João Rodrigues Valente nasceu em Ansião, no 18 de Novembro de 1924, aqui viveu ao longo de 60 anos, tendo falecido nesta vila, no dia 27 de Agosto de 1985. Durante décadas a fio exerceu a actividade comercial no Café Valente (já herdado dos seus ancestrais), bem conhecido na Vila, que até há pouco mais de um mês, manteve o mesmo aspecto do seu tempo. Esse estabelecimento foi sempre um ponto de referência da elite local, e aí ocorreram jantares muito importantes para a vida política ansianense, ao longo de todo o século XX. Também aí se realizavam concorridas tertúlias culturais, em que ele participava até altas horas da madrugada. Actualmente, pertence e é explorado pelo seu filho João. Durante muitos anos foi o grande baluarte do Jornal "Serras de Ansião", como seu Chefe de Redacção. Mas, a sua "veia" era mesmo a poesia! Alguns dos seus poemas foram publicados nas páginas do "Serras", e em 1987, deram corpo ao livro póstumo "Isto, Aquilo e o Resto".

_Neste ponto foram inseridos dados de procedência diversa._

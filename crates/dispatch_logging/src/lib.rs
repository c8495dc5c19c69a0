#![deny(missing_docs)]
//! Shared logging utilities for the dispatch workspace.
//!
//! This crate provides the `dispatch_*` logging macros used across the
//! codebase and a minimal test initializer for the global logger.

use std::cell::Cell;

thread_local! {
    /// Thread-local storage for the current poll tick count.
    static POLL_TICK: Cell<u64> = const { Cell::new(0) };
}

/// Sets the poll tick count for the current thread.
/// The reconciliation loop should call this once per tick so that log
/// lines emitted during reconciliation can be correlated with a tick.
pub fn set_poll_tick(tick: u64) {
    POLL_TICK.with(|v| v.set(tick));
}

/// Retrieves the poll tick count for the current thread.
/// Returns 0 if the tick has not been set.
pub fn get_poll_tick() -> u64 {
    POLL_TICK.with(|v| v.get())
}

/// Logs a trace-level message using the global logging facade.
#[macro_export]
macro_rules! dispatch_trace {
    ($($arg:tt)*) => {{
        log::trace!($($arg)*);
    }};
}

/// Logs an info-level message using the global logging facade.
#[macro_export]
macro_rules! dispatch_info {
    ($($arg:tt)*) => {{
        log::info!($($arg)*);
    }};
}

/// Logs a debug-level message using the global logging facade.
#[macro_export]
macro_rules! dispatch_debug {
    ($($arg:tt)*) => {{
        log::debug!($($arg)*);
    }};
}

/// Logs a warn-level message using the global logging facade.
#[macro_export]
macro_rules! dispatch_warn {
    ($($arg:tt)*) => {{
        log::warn!($($arg)*);
    }};
}

/// Logs an error-level message using the global logging facade.
#[macro_export]
macro_rules! dispatch_error {
    ($($arg:tt)*) => {{
        log::error!($($arg)*);
    }};
}

/// Initializes a simple terminal logger for use in unit tests.
///
/// This safely no-ops if another logger has already been initialized.
pub fn initialize_for_tests() {
    use simplelog::{ColorChoice, CombinedLogger, Config, TermLogger, TerminalMode};

    // Use debug level in debug builds, info in release builds.
    let level = if cfg!(debug_assertions) {
        log::LevelFilter::Debug
    } else {
        log::LevelFilter::Info
    };

    // Ignore the error if a logger was already set by another test.
    let _ = CombinedLogger::init(vec![TermLogger::new(
        level,
        Config::default(),
        TerminalMode::Mixed,
        ColorChoice::Auto,
    )]);
}
//! Dispatch engine: IO pipeline and effect execution for the prompt queue.
mod cache;
mod engine;
mod gates;
mod submit;
mod transport;
mod types;

pub use cache::{ensure_cache_dir, CacheError, SnapshotStore};
pub use engine::{EngineConfig, EngineEvent, EngineHandle, EngineIdentity};
pub use gates::{
    AttachmentStore, ChatBootstrap, ConversationStore, LocalChatBootstrap, PassthroughUploads,
    RateLimiter, UnlimitedRate,
};
pub use transport::{HttpQueueTransport, QueueTransport, TransportSettings};
pub use types::{
    CancelRequest, CancelResponse, EnqueueRequest, EnqueueResponse, GateRejection,
    MessagesRequest, MessagesResponse, QueueHandle, QueueStatus, StatusRequest, StatusResponse,
    TransportError, WireAttachment, WireMessage, ENQUEUE_FALLBACK_ERROR, MAX_PROMPT_CHARS,
};
use std::fs;
use std::io::{self, Write};
use std::path::{Path, PathBuf};

use tempfile::NamedTempFile;
use thiserror::Error;

const TRANSCRIPT_FILENAME: &str = "transcript.ron";
const DRAFT_FILENAME: &str = "draft.txt";

#[derive(Debug, Error)]
pub enum CacheError {
    #[error("cache directory missing or not writable: {0}")]
    CacheDir(String),
    #[error("io error: {0}")]
    Io(#[from] io::Error),
}

/// Ensure the cache directory exists; create it if missing.
pub fn ensure_cache_dir(dir: &Path) -> Result<(), CacheError> {
    if dir.exists() {
        let meta = fs::metadata(dir).map_err(|e| CacheError::CacheDir(e.to_string()))?;
        if !meta.is_dir() {
            return Err(CacheError::CacheDir("path is not a directory".into()));
        }
    } else {
        fs::create_dir_all(dir).map_err(|e| CacheError::CacheDir(e.to_string()))?;
    }
    // Basic writability probe: try creating a temp file.
    NamedTempFile::new_in(dir).map_err(|e| CacheError::CacheDir(e.to_string()))?;
    Ok(())
}

/// On-disk snapshots for one session: the serialized confirmed transcript
/// and the unsent draft. Every write goes through a temp file and rename,
/// so a crash mid-write never corrupts a snapshot.
#[derive(Debug, Clone)]
pub struct SnapshotStore {
    dir: PathBuf,
}

impl SnapshotStore {
    pub fn new(dir: PathBuf) -> Self {
        Self { dir }
    }

    pub fn transcript_path(&self) -> PathBuf {
        self.dir.join(TRANSCRIPT_FILENAME)
    }

    pub fn draft_path(&self) -> PathBuf {
        self.dir.join(DRAFT_FILENAME)
    }

    /// Replaces the transcript snapshot.
    pub fn save_transcript(&self, serialized: &str) -> Result<PathBuf, CacheError> {
        self.write_atomic(TRANSCRIPT_FILENAME, serialized)
    }

    /// Returns the serialized transcript snapshot, or `None` when nothing
    /// has been written yet.
    pub fn load_transcript(&self) -> Result<Option<String>, CacheError> {
        self.read(TRANSCRIPT_FILENAME)
    }

    /// Replaces the draft snapshot.
    pub fn save_draft(&self, draft: &str) -> Result<PathBuf, CacheError> {
        self.write_atomic(DRAFT_FILENAME, draft)
    }

    pub fn load_draft(&self) -> Result<Option<String>, CacheError> {
        self.read(DRAFT_FILENAME)
    }

    /// Removes the draft snapshot. Clearing twice is a no-op.
    pub fn clear_draft(&self) -> Result<(), CacheError> {
        match fs::remove_file(self.draft_path()) {
            Ok(()) => Ok(()),
            Err(err) if err.kind() == io::ErrorKind::NotFound => Ok(()),
            Err(err) => Err(CacheError::Io(err)),
        }
    }

    fn write_atomic(&self, filename: &str, content: &str) -> Result<PathBuf, CacheError> {
        ensure_cache_dir(&self.dir)?;

        let target = self.dir.join(filename);
        let mut tmp = NamedTempFile::new_in(&self.dir)?;
        tmp.write_all(content.as_bytes())?;
        tmp.flush()?;
        tmp.as_file_mut().sync_all()?;

        if target.exists() {
            fs::remove_file(&target)?;
        }
        tmp.persist(&target).map_err(|e| CacheError::Io(e.error))?;
        Ok(target)
    }

    fn read(&self, filename: &str) -> Result<Option<String>, CacheError> {
        match fs::read_to_string(self.dir.join(filename)) {
            Ok(text) => Ok(Some(text)),
            Err(err) if err.kind() == io::ErrorKind::NotFound => Ok(None),
            Err(err) => Err(CacheError::Io(err)),
        }
    }
}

            João Rodrigues Valente está indelevelmente ligado, por uma vida inteira, ao antigo Hotel Valente no Fundo da Rua. Quem conhece Ansião, ainda que de passagem (claro, antes da existência do IC8), sabe qual é o edifício a que me refiro. Tem quase tanta história como a vila a que pertence, e nos acontecimentos mais notáveis do século XIX e primeira metade do século XX, serviu-lhe de palco, senão na congeminação, pelo menos no momento dos brindes.

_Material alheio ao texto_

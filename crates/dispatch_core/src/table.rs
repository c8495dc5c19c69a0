use std::collections::BTreeMap;

use chrono::{DateTime, Utc};
use dispatch_logging::{dispatch_debug, dispatch_warn};

use crate::{AttachmentRef, ClientId, JobStatus, QueueJob, ServerId};

/// Mapping from local submission identity to server queue identity and
/// status; the engine's sole source of truth for outstanding work.
///
/// Keyed by `ClientId`, so iteration order is submission order.
#[derive(Debug, Clone, PartialEq, Eq, Default)]
pub struct CorrelationTable {
    jobs: BTreeMap<ClientId, QueueJob>,
}

impl CorrelationTable {
    pub fn new() -> Self {
        Self::default()
    }

    /// Adds a `Pending` entry with no server id yet.
    pub(crate) fn create(
        &mut self,
        client_id: ClientId,
        content: String,
        attachments: Vec<AttachmentRef>,
        created_at: DateTime<Utc>,
    ) -> QueueJob {
        debug_assert!(!self.jobs.contains_key(&client_id));
        let job = QueueJob {
            client_id,
            server_id: None,
            status: JobStatus::Pending,
            content,
            created_at,
            attachments,
        };
        self.jobs.insert(client_id, job.clone());
        job
    }

    /// Records the server queue id for a job. Write-once: a second
    /// assignment is ignored. A missing entry is a logged no-op, which
    /// absorbs the race where the job was cancelled while the enqueue
    /// request was in flight.
    pub(crate) fn attach_server_id(
        &mut self,
        client_id: ClientId,
        server_id: ServerId,
        status: JobStatus,
    ) {
        let Some(job) = self.jobs.get_mut(&client_id) else {
            dispatch_warn!(
                "attach_server_id: job {} already gone, dropping server id {}",
                client_id,
                server_id
            );
            return;
        };
        if let Some(existing) = &job.server_id {
            dispatch_warn!(
                "attach_server_id: job {} already has server id {}, ignoring {}",
                client_id,
                existing,
                server_id
            );
            return;
        }
        job.server_id = Some(server_id);
        job.status = status;
    }

    /// Upgrades a job to `Processing`. Only valid for jobs with a server
    /// id, which holds by construction: the server id is the lookup key.
    pub(crate) fn mark_processing(&mut self, server_id: &ServerId) {
        if let Some(job) = self
            .jobs
            .values_mut()
            .find(|job| job.server_id.as_ref() == Some(server_id))
        {
            job.status = JobStatus::Processing;
        }
    }

    /// Removes and returns the entry for `client_id`. Idempotent.
    pub(crate) fn remove_by_client(&mut self, client_id: ClientId) -> Option<QueueJob> {
        let removed = self.jobs.remove(&client_id);
        if removed.is_none() {
            dispatch_debug!("remove_by_client: {} not tracked", client_id);
        }
        removed
    }

    /// Removes and returns the entry holding `server_id`. Idempotent.
    pub(crate) fn remove_by_server(&mut self, server_id: &ServerId) -> Option<QueueJob> {
        let client_id = self
            .jobs
            .values()
            .find(|job| job.server_id.as_ref() == Some(server_id))
            .map(|job| job.client_id)?;
        self.jobs.remove(&client_id)
    }

    pub fn get(&self, client_id: ClientId) -> Option<&QueueJob> {
        self.jobs.get(&client_id)
    }

    pub fn find_by_server(&self, server_id: &ServerId) -> Option<&QueueJob> {
        self.jobs
            .values()
            .find(|job| job.server_id.as_ref() == Some(server_id))
    }

    /// All jobs with an assigned server id, in submission order. This is
    /// the poll input; jobs still waiting on their enqueue response are
    /// excluded.
    pub fn outstanding(&self) -> Vec<&QueueJob> {
        self.jobs
            .values()
            .filter(|job| job.server_id.is_some())
            .collect()
    }

    pub fn iter(&self) -> impl Iterator<Item = &QueueJob> {
        self.jobs.values()
    }

    pub fn len(&self) -> usize {
        self.jobs.len()
    }

    pub fn is_empty(&self) -> bool {
        self.jobs.is_empty()
    }

    pub(crate) fn clear(&mut self) {
        self.jobs.clear();
    }
}
use chrono::{DateTime, Utc};
use dispatch_logging::dispatch_warn;

use crate::{AttachmentRef, ChatMessage, ClientId, QueueJob, Role};

/// A transcript entry rendered before server confirmation, keyed by the
/// submitting job's client id. Removed exactly once on any terminal
/// outcome.
#[derive(Debug, Clone, PartialEq, Eq)]
pub struct OptimisticMessage {
    pub client_id: ClientId,
    pub content: String,
    pub attachments: Vec<AttachmentRef>,
    pub created_at: DateTime<Utc>,
}

/// The visible conversation: confirmed messages from the conversation
/// layer, followed by optimistic entries in submission order.
#[derive(Debug, Clone, PartialEq, Eq, Default)]
pub struct Transcript {
    confirmed: Vec<ChatMessage>,
    optimistic: Vec<OptimisticMessage>,
}

impl Transcript {
    pub fn new() -> Self {
        Self::default()
    }

    /// Appends the synthetic entry for a freshly created job.
    pub(crate) fn insert_optimistic(&mut self, job: &QueueJob) {
        if self.optimistic.iter().any(|m| m.client_id == job.client_id) {
            dispatch_warn!("optimistic entry for {} already present", job.client_id);
            return;
        }
        self.optimistic.push(OptimisticMessage {
            client_id: job.client_id,
            content: job.content.clone(),
            attachments: job.attachments.clone(),
            created_at: job.created_at,
        });
    }

    /// Removes the optimistic entry for `client_id` if present. Evicting
    /// twice is a no-op.
    pub(crate) fn evict_optimistic(&mut self, client_id: ClientId) -> bool {
        let before = self.optimistic.len();
        self.optimistic.retain(|m| m.client_id != client_id);
        self.optimistic.len() != before
    }

    /// Replaces the confirmed portion with what the conversation layer now
    /// holds. Optimistic entries are untouched; their jobs are still
    /// outstanding.
    pub(crate) fn replace_confirmed(&mut self, messages: Vec<ChatMessage>) {
        self.confirmed = messages;
    }

    pub(crate) fn clear(&mut self) {
        self.confirmed.clear();
        self.optimistic.clear();
    }

    /// The full message history as the enqueue endpoint expects it:
    /// confirmed messages followed by optimistic ones as user turns.
    pub fn history(&self) -> Vec<ChatMessage> {
        let mut messages = self.confirmed.clone();
        messages.extend(self.optimistic.iter().map(|m| ChatMessage {
            role: Role::User,
            content: m.content.clone(),
            attachments: m.attachments.clone(),
        }));
        messages
    }

    pub fn confirmed(&self) -> &[ChatMessage] {
        &self.confirmed
    }

    pub fn optimistic(&self) -> &[OptimisticMessage] {
        &self.optimistic
    }

    pub fn len(&self) -> usize {
        self.confirmed.len() + self.optimistic.len()
    }

    pub fn is_empty(&self) -> bool {
        self.confirmed.is_empty() && self.optimistic.is_empty()
    }
}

            João Valente foi, ao longo de muitos anos, o seu simpático anfitrião!

            Café, restaurante, venda de jornais, venda de bilhetes para os transportes públicos, etc., etc., o “Café Valente” foi também a redacção do jornal “Serras de Ansião”, já que João Valente foi o seu persistente chefe de redacção ao longo dos seus primeiros dez anos de existência. Prosa e poesia de sua autoria enriqueceu sempre este periódico ansianense.

A 1.ª série do “Serras de Ansião” teve em João Valente o principal baluarte

            Este jornal publicou-se, a primeira vez, no dia 31 de Outubro de 1965, com o objectivo de contribuir para a valorização integral do homem e desenvolvimen­to económico da região, tema que era muito caro ao seu primeiro Director, Dr. Vítor Faveiro.

            As responsabilidades pelo Serras de Ansião, que saía a público de quinze em quinze dias, foram compartilhadas com outros ilustres ansianenses: Dr. Fernando Travassos, Director Adjunto; César Nogueira, Administrador; e Júlio da Silva Rodrigues, como Editor e Proprietário.

            E é este último, agora Director do Jornal, que no seu recente livro “Quem quiser passar seguro” conta a história do aparecimento do “Serras de Ansião”:

«Nas muitas conversas que tinha com o César Nogueira, arrefecidas depois do 25/4, falou-me na ideia de fundar um jornal, até porque o João Valente tinha tido um enfarte e pensava-se que o impediria de exercer a sua profissão – de 50 anos ao serviço do alcool, como por graça, dizia o João -  e assim surgiu o “Serras de Ansião” em 31 de Outubro de 1965.

(…) O Dr. Vítor Faveiro aceitou o cargo de Director, o Dr. Fernando Travassos, como sub-Director, o César Nogueira, como Administrador, o João Valente, como Chefe da Redacção e Júlio Rodrigues como Editor e Proprietário, portanto industrial de jornalismo, sem nunca ter tirado um tostão de lucros, pelo contrário.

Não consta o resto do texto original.